When it comes to ice fishing, I look for a spot that is close to deep water and borders up on weeds. The weeds provide the cover for many of the critters a trout likes to eat and the access to deep water nearby gives trout a feeling of security. When I’ve found these conditions, I’ve found an area with high potential trout traffic. From there, I pull out my rod and reel spooled with four pound test, I’ll attach a lively piece of trout worm and lower it down so it’s a foot above bottom.
In the dead of winter when trout activity is low, I like to fish with set lines. That is, I’ll lower the bait down and just let it sit there. I don’t wiggle it or anything. The wiggling of the trout worm is all that’s required to entice a bite. As the ice fishing season begins to wane with the approach of spring, trout get more active and a number of presentations work. Tipping a piece of worm on a jig will get fish to bite, as will jigging a fly, jigging a spoon or dancing a wireworm through the depths.

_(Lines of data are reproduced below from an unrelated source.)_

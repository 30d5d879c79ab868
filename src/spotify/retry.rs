//! Bounded retry for reads that tolerate transient failures.

use std::future::Future;
use std::time::Duration;

use super::error::{SpotifyError, SpotifyResult};

/// Retry policy with exponential backoff.
///
/// Backoff doubles with each retry: 1s → 2s → 4s, capped at `max_delay`.
/// Terminal failures (403, missing credential) are never retried.
#[derive(Debug, Clone)]
pub struct RetryPolicy {
  /// Retries after the first attempt
  max_retries: u32,
  base_delay: Duration,
  max_delay: Duration,
}

impl Default for RetryPolicy {
  fn default() -> Self {
    Self {
      max_retries: 3,
      base_delay: Duration::from_secs(1),
      max_delay: Duration::from_secs(30),
    }
  }
}

impl RetryPolicy {
  pub fn new(max_retries: u32, base_delay: Duration) -> Self {
    Self {
      max_retries,
      base_delay,
      ..Self::default()
    }
  }

  /// No retries at all.
  pub fn none() -> Self {
    Self::new(0, Duration::ZERO)
  }

  /// Whether to try again after `failures` failed attempts ending in `error`.
  pub fn should_retry(&self, failures: u32, error: &SpotifyError) -> bool {
    failures <= self.max_retries && !error.is_terminal()
  }

  /// Delay before the retry that follows `failures` failed attempts.
  fn delay(&self, failures: u32) -> Duration {
    let factor = 2u32.saturating_pow(failures.saturating_sub(1));
    self.base_delay.saturating_mul(factor).min(self.max_delay)
  }

  /// Run `operation` until it succeeds, fails terminally, or retries run out.
  pub async fn run<T, F, Fut>(&self, mut operation: F) -> SpotifyResult<T>
  where
    F: FnMut() -> Fut,
    Fut: Future<Output = SpotifyResult<T>>,
  {
    let mut failures = 0;
    loop {
      match operation().await {
        Ok(value) => return Ok(value),
        Err(e) => {
          failures += 1;
          if !self.should_retry(failures, &e) {
            return Err(e);
          }

          let delay = match &e {
            SpotifyError::RateLimited {
              retry_after: Some(secs),
            } => Duration::from_secs(*secs).min(self.max_delay),
            _ => self.delay(failures),
          };
          tracing::warn!(
            attempt = failures,
            max_retries = self.max_retries,
            delay_ms = delay.as_millis() as u64,
            error = %e,
            "request failed, retrying"
          );
          tokio::time::sleep(delay).await;
        }
      }
    }
  }
}

#[cfg(test)]
mod tests {
  use super::*;
  use std::sync::atomic::{AtomicU32, Ordering};

  fn transient() -> SpotifyError {
    SpotifyError::Status {
      status: 503,
      message: "unavailable".into(),
    }
  }

  #[test]
  fn test_backoff_doubles_and_caps() {
    let policy = RetryPolicy::default();
    assert_eq!(policy.delay(1), Duration::from_secs(1));
    assert_eq!(policy.delay(2), Duration::from_secs(2));
    assert_eq!(policy.delay(3), Duration::from_secs(4));
    assert_eq!(policy.delay(10), Duration::from_secs(30));
  }

  #[test]
  fn test_should_retry_bounds() {
    let policy = RetryPolicy::default();
    assert!(policy.should_retry(1, &transient()));
    assert!(policy.should_retry(3, &transient()));
    assert!(!policy.should_retry(4, &transient()));
    assert!(!policy.should_retry(1, &SpotifyError::Forbidden(String::new())));
    assert!(!policy.should_retry(1, &SpotifyError::MissingCredential));
  }

  #[tokio::test]
  async fn test_transient_failures_retry_three_times() {
    let attempts = AtomicU32::new(0);
    let policy = RetryPolicy::new(3, Duration::from_millis(1));

    let result: SpotifyResult<()> = policy
      .run(|| async {
        attempts.fetch_add(1, Ordering::SeqCst);
        Err(transient())
      })
      .await;

    assert!(result.is_err());
    assert_eq!(attempts.load(Ordering::SeqCst), 4);
  }

  #[tokio::test]
  async fn test_forbidden_stops_immediately() {
    let attempts = AtomicU32::new(0);
    let policy = RetryPolicy::new(3, Duration::from_millis(1));

    let result: SpotifyResult<()> = policy
      .run(|| async {
        attempts.fetch_add(1, Ordering::SeqCst);
        Err(SpotifyError::Forbidden("no".into()))
      })
      .await;

    assert!(matches!(result, Err(SpotifyError::Forbidden(_))));
    assert_eq!(attempts.load(Ordering::SeqCst), 1);
  }

  #[tokio::test]
  async fn test_recovers_after_transient_failure() {
    let attempts = AtomicU32::new(0);
    let policy = RetryPolicy::new(3, Duration::from_millis(1));

    let result = policy
      .run(|| async {
        if attempts.fetch_add(1, Ordering::SeqCst) == 0 {
          Err(transient())
        } else {
          Ok(7)
        }
      })
      .await;

    assert_eq!(result.unwrap(), 7);
    assert_eq!(attempts.load(Ordering::SeqCst), 2);
  }

  #[tokio::test]
  async fn test_none_never_retries() {
    let attempts = AtomicU32::new(0);
    let result: SpotifyResult<()> = RetryPolicy::none()
      .run(|| async {
        attempts.fetch_add(1, Ordering::SeqCst);
        Err(transient())
      })
      .await;

    assert!(result.is_err());
    assert_eq!(attempts.load(Ordering::SeqCst), 1);
  }
}
//! Offset-paged query accumulation.
//!
//! An `InfiniteQuery<T>` collects the pages of one paged resource. It knows
//! which offset to request next and stops once a page arrives without a
//! continuation marker.
//!
//! # Example
//!
//! ```ignore
//! let mut query = InfiniteQuery::new(client.paging().playlist_tracks);
//!
//! while query.has_next_page() {
//!     query
//!         .fetch_next_page(|offset| client.playlist_tracks_page(&id, offset))
//!         .await?;
//! }
//!
//! for item in query.items() {
//!     println!("{:?}", item);
//! }
//! ```

use color_eyre::Result;
use std::future::Future;

use crate::spotify::types::Page;

/// The state of a paged query
#[derive(Debug, Clone, PartialEq, Eq)]
pub enum QueryState {
  /// No page has been requested yet
  Idle,
  /// A page request is in progress
  Fetching,
  /// The last page request succeeded
  Ready,
  /// The last page request failed
  Failed(String),
}

impl QueryState {
  pub fn is_ready(&self) -> bool {
    matches!(self, QueryState::Ready)
  }

  pub fn error(&self) -> Option<&str> {
    match self {
      QueryState::Failed(e) => Some(e),
      _ => None,
    }
  }
}

/// Pages of one offset-paged resource, fetched on demand.
#[derive(Debug)]
pub struct InfiniteQuery<T> {
  pages: Vec<Page<T>>,
  page_size: u32,
  start: u32,
  state: QueryState,
}

impl<T> InfiniteQuery<T> {
  pub fn new(page_size: u32) -> Self {
    Self::starting_at(0, page_size)
  }

  /// Start paging at `offset` instead of the beginning.
  pub fn starting_at(offset: u32, page_size: u32) -> Self {
    Self {
      pages: Vec::new(),
      page_size,
      start: offset,
      state: QueryState::Idle,
    }
  }

  pub fn state(&self) -> &QueryState {
    &self.state
  }

  pub fn pages(&self) -> &[Page<T>] {
    &self.pages
  }

  /// Items of every fetched page, in order.
  pub fn items(&self) -> impl Iterator<Item = &T> {
    self.pages.iter().flat_map(|p| p.items.iter())
  }

  /// Total reported by the most recent page.
  pub fn total(&self) -> Option<u32> {
    self.pages.last().map(|p| p.total)
  }

  /// Offset of the next page, or `None` once the last page had no `next`
  /// or the offset no longer fits.
  pub fn next_page_param(&self) -> Option<u32> {
    match self.pages.last() {
      Some(last) if !last.has_more() => None,
      _ => u32::try_from(self.pages.len())
        .ok()?
        .checked_mul(self.page_size)?
        .checked_add(self.start),
    }
  }

  pub fn has_next_page(&self) -> bool {
    self.next_page_param().is_some()
  }

  /// Fetch the next page with `fetcher(offset)`.
  ///
  /// Returns `Ok(false)` without calling the fetcher when there is nothing
  /// left to fetch. On failure the query keeps the pages it already has.
  pub async fn fetch_next_page<F, Fut>(&mut self, fetcher: F) -> Result<bool>
  where
    F: FnOnce(u32) -> Fut,
    Fut: Future<Output = Result<Page<T>>>,
  {
    let Some(offset) = self.next_page_param() else {
      return Ok(false);
    };

    self.state = QueryState::Fetching;
    match fetcher(offset).await {
      Ok(page) => {
        if page.has_more() && (page.items.len() as u32) < self.page_size {
          tracing::warn!(
            offset,
            page_size = self.page_size,
            received = page.items.len(),
            "short page with a continuation marker"
          );
        }
        self.pages.push(page);
        self.state = QueryState::Ready;
        Ok(true)
      }
      Err(e) => {
        self.state = QueryState::Failed(e.to_string());
        Err(e)
      }
    }
  }

  /// Fetch pages until the resource is exhausted.
  pub async fn fetch_all<F, Fut>(&mut self, mut fetcher: F) -> Result<()>
  where
    F: FnMut(u32) -> Fut,
    Fut: Future<Output = Result<Page<T>>>,
  {
    while self.fetch_next_page(&mut fetcher).await? {}
    Ok(())
  }
}

#[cfg(test)]
mod tests {
  use super::*;
  use std::sync::Mutex;

  fn page(offset: u32, len: u32, total: u32) -> Page<u32> {
    let end = offset + len;
    Page {
      items: (offset..end).collect(),
      offset,
      limit: len,
      total,
      next: (end < total).then(|| format!("?offset={}", end)),
    }
  }

  #[tokio::test]
  async fn test_offsets_advance_by_page_size() {
    let requested = Mutex::new(Vec::new());
    let mut query = InfiniteQuery::new(20);

    query
      .fetch_all(|offset| {
        requested.lock().unwrap().push(offset);
        async move { Ok(page(offset, 20u32.min(45 - offset), 45)) }
      })
      .await
      .unwrap();

    assert_eq!(*requested.lock().unwrap(), vec![0, 20, 40]);
    assert_eq!(query.items().count(), 45);
    assert_eq!(query.total(), Some(45));
    assert!(query.state().is_ready());
  }

  #[tokio::test]
  async fn test_no_request_after_last_page() {
    let mut query = InfiniteQuery::new(50);
    query
      .fetch_next_page(|offset| async move { Ok(page(offset, 3, 3)) })
      .await
      .unwrap();

    assert!(!query.has_next_page());
    assert_eq!(query.next_page_param(), None);

    let mut called = false;
    let fetched = query
      .fetch_next_page(|offset| {
        called = true;
        async move { Ok(page(offset, 3, 3)) }
      })
      .await
      .unwrap();

    assert!(!fetched);
    assert!(!called);
  }

  #[tokio::test]
  async fn test_starting_cursor() {
    let mut query = InfiniteQuery::starting_at(100, 50);
    assert_eq!(query.next_page_param(), Some(100));

    query
      .fetch_next_page(|offset| async move { Ok(page(offset, 50, 300)) })
      .await
      .unwrap();
    assert_eq!(query.next_page_param(), Some(150));
  }

  #[tokio::test]
  async fn test_short_page_keeps_cursor_rule() {
    let mut query = InfiniteQuery::new(50);
    query
      .fetch_next_page(|offset| async move { Ok(page(offset, 30, 100)) })
      .await
      .unwrap();

    // Advances by the page size, not by the number of items received
    assert_eq!(query.next_page_param(), Some(50));
  }

  #[tokio::test]
  async fn test_failure_keeps_pages() {
    let mut query = InfiniteQuery::new(10);
    query
      .fetch_next_page(|offset| async move { Ok(page(offset, 10, 30)) })
      .await
      .unwrap();

    let result = query
      .fetch_next_page(|_| async { Err(color_eyre::eyre::eyre!("boom")) })
      .await;

    assert!(result.is_err());
    assert_eq!(query.state().error(), Some("boom"));
    assert_eq!(query.pages().len(), 1);
    assert_eq!(query.next_page_param(), Some(10));
  }

  #[tokio::test]
  async fn test_cursor_past_u32_range_stops() {
    let mut query = InfiniteQuery::starting_at(u32::MAX - 10, 50);
    assert_eq!(query.next_page_param(), Some(u32::MAX - 10));

    query
      .fetch_next_page(|offset| async move {
        Ok(Page {
          items: vec![offset],
          offset,
          limit: 50,
          total: u32::MAX,
          next: Some("more".into()),
        })
      })
      .await
      .unwrap();

    assert_eq!(query.next_page_param(), None);
    assert!(!query.has_next_page());
  }

  #[test]
  fn test_idle_query_starts_at_zero() {
    let query: InfiniteQuery<u32> = InfiniteQuery::new(20);
    assert_eq!(query.state(), &QueryState::Idle);
    assert_eq!(query.next_page_param(), Some(0));
    assert_eq!(query.total(), None);
  }
}
use crate::auth::{self, AuthClient, Navigation};
use crate::cache::{CacheLayer, CacheStorage};
use crate::commands::{CacheAction, Command};
use crate::config::Config;
use crate::featured::featured_artist;
use crate::query::InfiniteQuery;
use crate::session::{SessionStore, ACCESS_TOKEN};
use crate::spotify::types::{PlayRequest, PlaylistItem};
use crate::spotify::{CachedSpotifyClient, SpotifyClient};
use color_eyre::{eyre::eyre, Result};
use std::io::Write;
use url::Url;

/// Main application state
pub struct App<S: CacheStorage> {
  /// Application configuration
  config: Config,

  /// Cached Spotify client
  spotify: CachedSpotifyClient<S>,

  /// Token backend client
  auth: AuthClient,

  /// Access token and featured artist slots
  session: Box<dyn SessionStore>,
}

impl<S: CacheStorage> App<S> {
  pub fn new(config: Config, storage: S, session: Box<dyn SessionStore>) -> Result<Self> {
    // Environment wins over the stored session
    let token = match Config::env_token() {
      Some(token) => Some(token),
      None => session.get(ACCESS_TOKEN)?,
    };

    let cache = CacheLayer::new(storage)
      .with_stale_time(config.stale_time())
      .with_offline_fallback(config.cache.offline);
    let client = SpotifyClient::new(&config.spotify, token)?;
    let spotify = CachedSpotifyClient::new(client, cache, config.paging);
    let auth = AuthClient::new(&config.spotify)?;

    Ok(Self {
      config,
      spotify,
      auth,
      session,
    })
  }

  /// Run one command, writing its output to `out`.
  pub async fn run<W: Write>(&self, command: Command, out: &mut W) -> Result<()> {
    tracing::debug!(?command, "running command");

    match command {
      Command::Login => {
        let url = auth::authorize_url(&self.config.spotify)?;
        writeln!(out, "Open this URL to log in:\n\n  {}\n", url)?;
        writeln!(out, "Then run `sp9s callback <redirect url>`.")?;
      }
      Command::Callback { url } => {
        let redirect = Url::parse(&url).map_err(|e| eyre!("Invalid redirect URL: {}", e))?;
        match auth::handle_callback(&redirect, &self.auth, self.session.as_ref()).await? {
          Navigation::Home => writeln!(out, "Logged in.")?,
          Navigation::Login => writeln!(out, "Not logged in. Run `sp9s login` to try again.")?,
        }
      }
      Command::Logout => {
        self.session.clear()?;
        self.spotify.clear_cache()?;
        writeln!(out, "Logged out.")?;
      }
      Command::Me => {
        let user = self.spotify.current_user().await?;
        writeln!(out, "{} ({})", user.name(), user.id)?;
        if let Some(email) = &user.email {
          writeln!(out, "  email:     {}", email)?;
        }
        if let Some(product) = &user.product {
          writeln!(out, "  plan:      {}", product)?;
        }
        writeln!(out, "  followers: {}", user.followers)?;
      }
      Command::Playlists { all } => {
        let mut query = InfiniteQuery::new(self.spotify.paging().playlists);
        if all {
          query
            .fetch_all(|offset| self.spotify.playlists_page(offset))
            .await?;
        } else {
          query
            .fetch_next_page(|offset| self.spotify.playlists_page(offset))
            .await?;
        }

        for playlist in query.items() {
          writeln!(
            out,
            "{:<24} {:<40} {:>5} tracks  by {}",
            playlist.id, playlist.name, playlist.track_count, playlist.owner
          )?;
        }
        write_more_hint(out, &query)?;
      }
      Command::Playlist { id } => {
        let (playlist, tracks) = futures::try_join!(
          self.spotify.playlist(&id),
          self.spotify.playlist_tracks_page(&id, 0)
        )?;

        writeln!(out, "{} by {}", playlist.name, playlist.owner)?;
        if let Some(description) = &playlist.description {
          writeln!(out, "{}", description)?;
        }
        writeln!(
          out,
          "{} tracks, {} followers\n",
          playlist.track_count, playlist.followers
        )?;
        for (i, item) in tracks.items.iter().enumerate() {
          write_item(out, tracks.offset + i as u32, item)?;
        }
        if tracks.has_more() {
          writeln!(
            out,
            "\n... more with `sp9s tracks {} --offset {}`",
            id,
            tracks.offset + self.spotify.paging().playlist_tracks
          )?;
        }
      }
      Command::Tracks { id, offset, all } => {
        let mut query = InfiniteQuery::starting_at(offset, self.spotify.paging().playlist_tracks);
        if all {
          query
            .fetch_all(|o| self.spotify.playlist_tracks_page(&id, o))
            .await?;
        } else {
          query
            .fetch_next_page(|o| self.spotify.playlist_tracks_page(&id, o))
            .await?;
        }

        for page in query.pages() {
          for (i, item) in page.items.iter().enumerate() {
            write_item(out, page.offset + i as u32, item)?;
          }
        }
        write_more_hint(out, &query)?;
      }
      Command::Artist { id } => {
        let artist = self.spotify.artist(&id).await?;
        writeln!(out, "{} ({})", artist.name, artist.uri)?;
        if !artist.genres.is_empty() {
          writeln!(out, "  genres:     {}", artist.genres.join(", "))?;
        }
        if let Some(popularity) = artist.popularity {
          writeln!(out, "  popularity: {}", popularity)?;
        }
        writeln!(out, "  followers:  {}", artist.followers)?;
      }
      Command::Featured => {
        let user = self.spotify.current_user().await?;
        let featured = featured_artist(&user.id, self.session.as_ref(), || {
          self.spotify.top_artists()
        })
        .await?;

        match featured {
          Some(artist) => writeln!(out, "Featured artist: {} ({})", artist.name, artist.uri)?,
          None => writeln!(out, "No top artists yet. Listen to some music first.")?,
        }
      }
      Command::Recent => {
        for play in self.spotify.recently_played().await? {
          writeln!(
            out,
            "{}  {} - {}",
            play.played_at,
            play.track.artist_line(),
            play.track.name
          )?;
        }
      }
      Command::Add { playlist, uris } => {
        let snapshot = self.spotify.add_tracks(&playlist, &uris).await?;
        writeln!(out, "Added {} track(s) (snapshot {}).", uris.len(), snapshot)?;
      }
      Command::Remove { playlist, uris } => {
        let snapshot = self.spotify.remove_tracks(&playlist, &uris).await?;
        writeln!(out, "Removed {} track(s) (snapshot {}).", uris.len(), snapshot)?;
      }
      Command::Play {
        context,
        device,
        uris,
      } => {
        let request = PlayRequest {
          context_uri: context,
          uris,
          device_id: device,
        };
        self.spotify.play(&request).await?;
        writeln!(out, "Playing.")?;
      }
      Command::Pause { device } => {
        self.spotify.pause(device.as_deref()).await?;
        writeln!(out, "Paused.")?;
      }
      Command::Next { device } => {
        self.spotify.next_track(device.as_deref()).await?;
      }
      Command::Previous { device } => {
        self.spotify.previous_track(device.as_deref()).await?;
      }
      Command::Transfer { device, play } => {
        self.spotify.transfer(&device, play).await?;
        writeln!(out, "Playback moved to {}.", device)?;
      }
      Command::Cache {
        action: CacheAction::Clear,
      } => {
        self.spotify.clear_cache()?;
        writeln!(out, "Cache cleared.")?;
      }
    }

    Ok(())
  }
}

fn write_item<W: Write>(out: &mut W, position: u32, item: &PlaylistItem) -> Result<()> {
  match &item.track {
    Some(track) => writeln!(
      out,
      "{:>4}. {} - {} [{}]",
      position + 1,
      track.artist_line(),
      track.name,
      track.duration()
    )?,
    None => writeln!(out, "{:>4}. (unavailable)", position + 1)?,
  }
  Ok(())
}

fn write_more_hint<W: Write, T>(out: &mut W, query: &InfiniteQuery<T>) -> Result<()> {
  if let Some(next) = query.next_page_param() {
    let total = query.total().unwrap_or_default();
    writeln!(out, "\n... {} total, next page at offset {}", total, next)?;
  }
  Ok(())
}

#[cfg(test)]
mod tests {
  use super::*;
  use crate::cache::SqliteStorage;
  use crate::session::MemorySession;
  use mockito::{Server, ServerGuard};

  fn config(server: &ServerGuard) -> Config {
    serde_yaml::from_str(&format!(
      r#"
spotify:
  client_id: abc123
  redirect_uri: http://localhost:8888/callback
  auth_backend_url: {url}
  api_url: {url}
"#,
      url = server.url()
    ))
    .unwrap()
  }

  fn app(server: &ServerGuard, session: MemorySession) -> App<SqliteStorage> {
    App::new(
      config(server),
      SqliteStorage::in_memory().unwrap(),
      Box::new(session),
    )
    .unwrap()
  }

  async fn run(app: &App<SqliteStorage>, command: Command) -> String {
    let mut out = Vec::new();
    app.run(command, &mut out).await.unwrap();
    String::from_utf8(out).unwrap()
  }

  #[tokio::test]
  async fn test_featured_artist_is_stable() {
    let mut server = Server::new_async().await;
    server
      .mock("GET", "/me")
      .with_status(200)
      .with_header("content-type", "application/json")
      .with_body(r#"{"id":"u1","display_name":"Listener"}"#)
      .create_async()
      .await;
    server
      .mock("GET", "/me/top/artists")
      .match_query(mockito::Matcher::Any)
      .with_status(200)
      .with_header("content-type", "application/json")
      .with_body(
        r#"{"items":[
          {"id":"a1","name":"First","uri":"spotify:artist:a1"},
          {"id":"a2","name":"Second","uri":"spotify:artist:a2"},
          {"id":"a3","name":"Third","uri":"spotify:artist:a3"}
        ],"offset":0,"limit":20,"total":3,"next":null}"#,
      )
      .create_async()
      .await;

    let session = MemorySession::new();
    session.set(ACCESS_TOKEN, "tok").unwrap();
    let app = app(&server, session);

    let first = run(&app, Command::Featured).await;
    assert!(first.starts_with("Featured artist: "));
    for _ in 0..5 {
      assert_eq!(run(&app, Command::Featured).await, first);
    }
  }

  #[tokio::test]
  async fn test_callback_without_code_asks_for_login() {
    let server = Server::new_async().await;
    let app = app(&server, MemorySession::new());

    let output = run(
      &app,
      Command::Callback {
        url: "http://localhost:8888/callback?state=x".into(),
      },
    )
    .await;
    assert!(output.contains("sp9s login"));
  }

  #[tokio::test]
  async fn test_logout_forgets_the_token() {
    let server = Server::new_async().await;
    let session = MemorySession::new();
    session.set(ACCESS_TOKEN, "tok").unwrap();
    let app = app(&server, session);

    run(&app, Command::Logout).await;
    assert_eq!(app.session.get(ACCESS_TOKEN).unwrap(), None);
  }
}
//! Available commands

use clap::Subcommand;

#[derive(Subcommand, Debug, Clone)]
pub enum Command {
  /// Print the Spotify consent URL to start logging in
  Login,
  /// Finish logging in with the URL Spotify redirected to
  Callback {
    /// Full redirect URL, including `?code=`
    url: String,
  },
  /// Forget the session and everything cached
  Logout,
  /// Show the logged-in user's profile
  Me,
  /// List your playlists
  Playlists {
    /// Fetch every page instead of just the first
    #[arg(long)]
    all: bool,
  },
  /// Show a playlist's details and first page of tracks
  Playlist { id: String },
  /// List a playlist's tracks
  Tracks {
    id: String,
    /// Offset of the first track to list
    #[arg(long, default_value_t = 0)]
    offset: u32,
    /// Fetch every remaining page
    #[arg(long)]
    all: bool,
  },
  /// Show an artist
  Artist { id: String },
  /// Show this session's featured artist (picked from your top artists)
  Featured,
  /// Show recently played tracks
  Recent,
  /// Add tracks to a playlist
  Add {
    playlist: String,
    #[arg(required = true)]
    uris: Vec<String>,
  },
  /// Remove tracks from a playlist
  Remove {
    playlist: String,
    #[arg(required = true)]
    uris: Vec<String>,
  },
  /// Start or resume playback
  Play {
    /// Album, artist or playlist URI to play
    #[arg(long)]
    context: Option<String>,
    /// Device to play on
    #[arg(long)]
    device: Option<String>,
    /// Track URIs to play
    uris: Vec<String>,
  },
  /// Pause playback
  Pause {
    #[arg(long)]
    device: Option<String>,
  },
  /// Skip to the next track
  Next {
    #[arg(long)]
    device: Option<String>,
  },
  /// Skip to the previous track
  Previous {
    #[arg(long)]
    device: Option<String>,
  },
  /// Move playback to another device
  Transfer {
    device: String,
    /// Start playing on the new device
    #[arg(long)]
    play: bool,
  },
  /// Manage the response cache
  Cache {
    #[command(subcommand)]
    action: CacheAction,
  },
}

#[derive(Subcommand, Debug, Clone, Copy)]
pub enum CacheAction {
  /// Drop every cached response
  Clear,
}
/// Tables for the response cache and the session slots.
pub const SCHEMA: &str = r#"
-- Cached query payloads (serialized JSON), one row per query hash
CREATE TABLE IF NOT EXISTS query_cache (
    query_hash TEXT PRIMARY KEY,
    scope TEXT NOT NULL,
    query_description TEXT NOT NULL,
    entity_type TEXT NOT NULL,
    payload BLOB NOT NULL,
    max_updated TEXT,
    cached_at TEXT NOT NULL DEFAULT (datetime('now')),
    invalidated INTEGER NOT NULL DEFAULT 0
);

CREATE INDEX IF NOT EXISTS idx_query_cache_scope ON query_cache(scope);

-- Session-scoped key/value state (access token, featured artist)
CREATE TABLE IF NOT EXISTS session_state (
    key TEXT PRIMARY KEY,
    value TEXT NOT NULL,
    stored_at TEXT NOT NULL DEFAULT (datetime('now'))
);
"#;
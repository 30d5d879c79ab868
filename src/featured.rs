//! The featured artist: one of the user's top artists, picked at random once
//! per session and then kept.

use color_eyre::{eyre::eyre, Result};
use rand::seq::SliceRandom;
use rand::thread_rng;
use std::future::Future;

use crate::session::{featured_artist_key, SessionStore};
use crate::spotify::types::Artist;

/// The featured artist for `user_id`.
///
/// A pick already stored in the session is returned unchanged and
/// `load_candidates` is never called. Otherwise one candidate is chosen
/// uniformly at random and stored. Returns `None` when there is nothing to
/// choose from.
pub async fn featured_artist<F, Fut>(
  user_id: &str,
  session: &dyn SessionStore,
  load_candidates: F,
) -> Result<Option<Artist>>
where
  F: FnOnce() -> Fut,
  Fut: Future<Output = Result<Vec<Artist>>>,
{
  let key = featured_artist_key(user_id);

  if let Some(stored) = session.get(&key)? {
    match serde_json::from_str::<Artist>(&stored) {
      Ok(artist) => return Ok(Some(artist)),
      Err(e) => {
        tracing::warn!(user = user_id, error = %e, "discarding unreadable featured artist");
        session.remove(&key)?;
      }
    }
  }

  let candidates = load_candidates().await?;
  let Some(artist) = candidates.choose(&mut thread_rng()).cloned() else {
    tracing::debug!(user = user_id, "no top artists to feature");
    return Ok(None);
  };

  let value =
    serde_json::to_string(&artist).map_err(|e| eyre!("Failed to serialize artist: {}", e))?;
  session.set(&key, &value)?;
  tracing::info!(user = user_id, artist = %artist.name, "picked featured artist");

  Ok(Some(artist))
}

To convert bites to fish hooked and caught, here are a couple helpful tips about hooks. First, the hook doesn’t need to be big to hook a fish. I typically use a size 6 for worms, but I add a little something special. I’ll use the pliers and ever so slightly twist the hook so the point of the hook is offset from the main shaft. This gives more positive hook sets. I’ll also keep the sharpening stone handy and make sure each hook I drop down has a sticky sharp point on it.
There will be days when the bite is fast and furious and no matter what is being used or how, the fish will be biting. I like these days. But there are going to be many other days where we’ll have to work for the bites and it’s on these days where these techniques will shine.